Looking back on “definitely one of the toughest” years of Prescott’s nine-year career
The 2024 calendar year has been, to use Prescott’s categorization, a rollercoaster. His individual performance in addition to Dallas winning the NFC East resulted in Prescott being named the 2023 second team All-Pro quarterback and the 2023 NFL MVP runner-up, but the finish to 2023 was marred by a 48-32 wild card round playoff defeat against the Green Bay Packers.
This year also brought Prescott a public, months-long contract negotiation between himself and Jerry Jones before Prescott signed a four-year, $240 million extension hours before Week 1 against the Cleveland Browns. That made him the NFL’s highest-paid player with an average annual salary of $60 million. He and his partner Sarah Jane also had their first child together in the spring, a daughter named Margaret Jane, and they announced their engagement in October. That came before Prescott suffered his season-ending hamstring injury in Week 9 against the Atlanta Falcons. He also categorized 2024 as “definitely one of the toughest” of his NFL career.

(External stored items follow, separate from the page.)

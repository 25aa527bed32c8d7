//! Response DTOs for the HTTP API
//!
//! Every collection endpoint answers with the same envelope:
//! `{ "success": true, "data": ..., "cached": bool }` on success and
//! `{ "success": false, "error": "..." }` on failure.

use serde::{Deserialize, Serialize};

use crate::cache::CacheStats;
use crate::collection::Fetched;

/// Success envelope.
#[derive(Debug, Clone, Serialize, Deserialize)]
pub struct DataResponse<T> {
    pub success: bool,
    pub data: T,
    /// Whether `data` was served from the server cache
    pub cached: bool,
}

impl<T> DataResponse<T> {
    pub fn fresh(data: T) -> Self {
        Self {
            success: true,
            data,
            cached: false,
        }
    }
}

impl<T> From<Fetched<T>> for DataResponse<T> {
    fn from(fetched: Fetched<T>) -> Self {
        Self {
            success: true,
            data: fetched.data,
            cached: fetched.cached,
        }
    }
}

/// Failure envelope.
#[derive(Debug, Clone, Serialize, Deserialize)]
pub struct ErrorResponse {
    pub success: bool,
    pub error: String,
}

impl ErrorResponse {
    pub fn new(error: impl Into<String>) -> Self {
        Self {
            success: false,
            error: error.into(),
        }
    }
}

/// Body of a successful delete.
#[derive(Debug, Clone, Serialize)]
pub struct DeletedResponse {
    pub id: String,
    pub deleted: bool,
}

impl DeletedResponse {
    pub fn new(id: impl Into<String>) -> Self {
        Self {
            id: id.into(),
            deleted: true,
        }
    }
}

/// Response body of `GET /cache`
#[derive(Debug, Clone, Serialize)]
pub struct CacheSnapshotResponse {
    /// Physically present entries, including not yet evicted stale ones
    pub size: usize,
    pub keys: Vec<String>,
    pub stats: CacheStats,
    pub hit_rate: f64,
}

impl CacheSnapshotResponse {
    pub fn new(keys: Vec<String>, stats: CacheStats) -> Self {
        Self {
            size: keys.len(),
            hit_rate: stats.hit_rate(),
            keys,
            stats,
        }
    }
}

/// Response body of `GET /cache/:key`
#[derive(Debug, Clone, Serialize)]
pub struct CacheKeyResponse {
    pub key: String,
    pub present: bool,
    /// Milliseconds until expiry, absent when the key is not live
    pub ttl_remaining_ms: Option<u64>,
}

/// Response body of `DELETE /cache`
#[derive(Debug, Clone, Serialize)]
pub struct CacheClearResponse {
    pub removed: usize,
}

/// Response body for the health endpoint (GET /health)
#[derive(Debug, Clone, Serialize)]
pub struct HealthResponse {
    pub status: String,
    /// Current timestamp in ISO 8601 format
    pub timestamp: String,
    /// Registered collection names
    pub collections: Vec<String>,
}

impl HealthResponse {
    pub fn healthy(collections: Vec<String>) -> Self {
        Self {
            status: "healthy".to_string(),
            timestamp: chrono::Utc::now().to_rfc3339(),
            collections,
        }
    }
}

#[cfg(test)]
mod tests {
    use super::*;
    use serde_json::json;

    #[test]
    fn test_data_response_from_fetched() {
        let resp = DataResponse::from(Fetched::cached(json!([1, 2])));
        let value = serde_json::to_value(&resp).unwrap();
        assert_eq!(value, json!({"success": true, "data": [1, 2], "cached": true}));
    }

    #[test]
    fn test_error_response_serialize() {
        let value = serde_json::to_value(ErrorResponse::new("Something went wrong")).unwrap();
        assert_eq!(value, json!({"success": false, "error": "Something went wrong"}));
    }

    #[test]
    fn test_cache_snapshot_counts_keys() {
        let resp = CacheSnapshotResponse::new(vec!["a".into(), "b".into()], CacheStats::new());
        assert_eq!(resp.size, 2);
        assert_eq!(resp.hit_rate, 0.0);
    }

    #[test]
    fn test_health_response_serialize() {
        let json = serde_json::to_string(&HealthResponse::healthy(vec!["items".into()])).unwrap();
        assert!(json.contains("healthy"));
        assert!(json.contains("timestamp"));
        assert!(json.contains("items"));
    }
}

“It’s been a roller coaster, all the highs and then just throwing a couple of lows in there,” Prescott said. “For me, it’s about counting my blessings and not the trials that I’m going through and facing … They’re all worth it when you come home and you see Margaret Jane and Sarah Jane and you get to be home. You forget about all that and take that perspective in and get to be a father and a fiancé for a second. …. It’s about for me about trying to just stay level and not ride quite the highs and the lows as much.”
Prescott spoke with CBS Sports in promoting his partnership with DICK’s Sporting Goods to decorate a Dallas location in an effort to help local youth sports organizations through DICK’S Sports Matter philanthropy grants.
The Cowboys quarterback entered a Texas-wide store decorating competition against Team USA Olympic gold medal-winning gymnast Simone Biles (Houston), San Antonio Spurs point guard Chris Paul (San Antonio), and University Of Texas quarterback Quinn Ewers (Austin) to help raise money for local area youth sports.
“It’s to represent this great city of Dallas as we did flip the Denton DICK’s Sports into the Blue and Silver Christmas theme. More importantly, it’s about getting a victory against those other three cities … excited for my part in it,” Prescott said. “It was all awesome, so being able to be a part of this in a philanthropic effort, giving back to the Sports Matter grant, $100,000 for the youth sports is awesome, and [I] didn’t take a moment for granted.”